These were all things that we’d never done before, so it’s taken us quite a bit of trial and error to figure out how to make things work. In fact, we’re still working on them – we’ve got a workflow in place, but we’re always trying to refine and improve it. For now, let’s just look at what we’ve got working. 

Step 1. Converting our GeoTIFF to a NumPy array

We started off with a pretty small subset of a Sentinel-2 image that we could experiment with. It’s 1,634 pixels high, 1,932 pixels wide, and 3 channels deep. In developer’s parlance, its shape is: (1634, 1932, 3). The image is of Mari Menuco Lake in Argentina. There are a few dozen drilling sites along the southern portion of the lake that seemed like an ideal place to test out our workflow. Once we had everything working like expected, we’d run the larger Sentinel-2 images through.  

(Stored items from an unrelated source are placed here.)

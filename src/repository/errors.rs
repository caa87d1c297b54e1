use diesel::result::{DatabaseErrorKind, Error as DieselError};
use thiserror::Error;

use crate::db::PoolError;

pub type RepositoryResult<T> = Result<T, RepositoryError>;

/// Failures surfaced by the Diesel-backed repository.
#[derive(Debug, Error)]
pub enum RepositoryError {
    #[error("record not found")]
    NotFound,
    /// A uniqueness, foreign key or check constraint rejected the write.
    #[error("constraint violation: {0}")]
    ConstraintViolation(String),
    /// The row changed between the read and the guarded write.
    #[error("record was modified concurrently")]
    Conflict,
    #[error("database error: {0}")]
    Database(DieselError),
    #[error("connection pool error: {0}")]
    Connection(#[from] PoolError),
}

impl From<DieselError> for RepositoryError {
    fn from(err: DieselError) -> Self {
        match err {
            DieselError::NotFound => Self::NotFound,
            DieselError::DatabaseError(
                DatabaseErrorKind::UniqueViolation
                | DatabaseErrorKind::ForeignKeyViolation
                | DatabaseErrorKind::CheckViolation
                | DatabaseErrorKind::NotNullViolation,
                info,
            ) => Self::ConstraintViolation(info.message().to_string()),
            other => Self::Database(other),
        }
    }
}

First, we used the GDAL Python API to load our image and collect its (a) geotransform and (b) projection. So, what are these two things? Well, basically, the geotransform is the formula that GDAL uses to go from pixel space (think rows and columns) to geographic space (think x [longitude] and y [latitude]), and the projection is just the coordinate reference system of the image. After we had those two pieces of information set aside for later, we pushed all of the image bands into an NumPy array. 

 

# Get geographic information.
projection = tiff.GetProjection()           

# Set spatial reference.
spatial_ref = osr.SpatialReference()     # Create empty spatial reference.
spatial_ref.ImportFromWkt(projection)    # Read the "projection" string.

# Collect all the bands in the .tif image.
bands = [tiff.GetRasterBand(band+1) for band in range(tiff.RasterCount)]

# Read each band as an array.
arrays = [band.ReadAsArray() for band in bands] 

# Combine into a single image. 
image = np.array(arrays)

# Format as (height, width, channels).
image = image.transpose(1,2,0)

GDAL reads and writes images differently than NumPy, so the last thing we did was transpose the axes to put our image in the format that we needed: height, width, channels.   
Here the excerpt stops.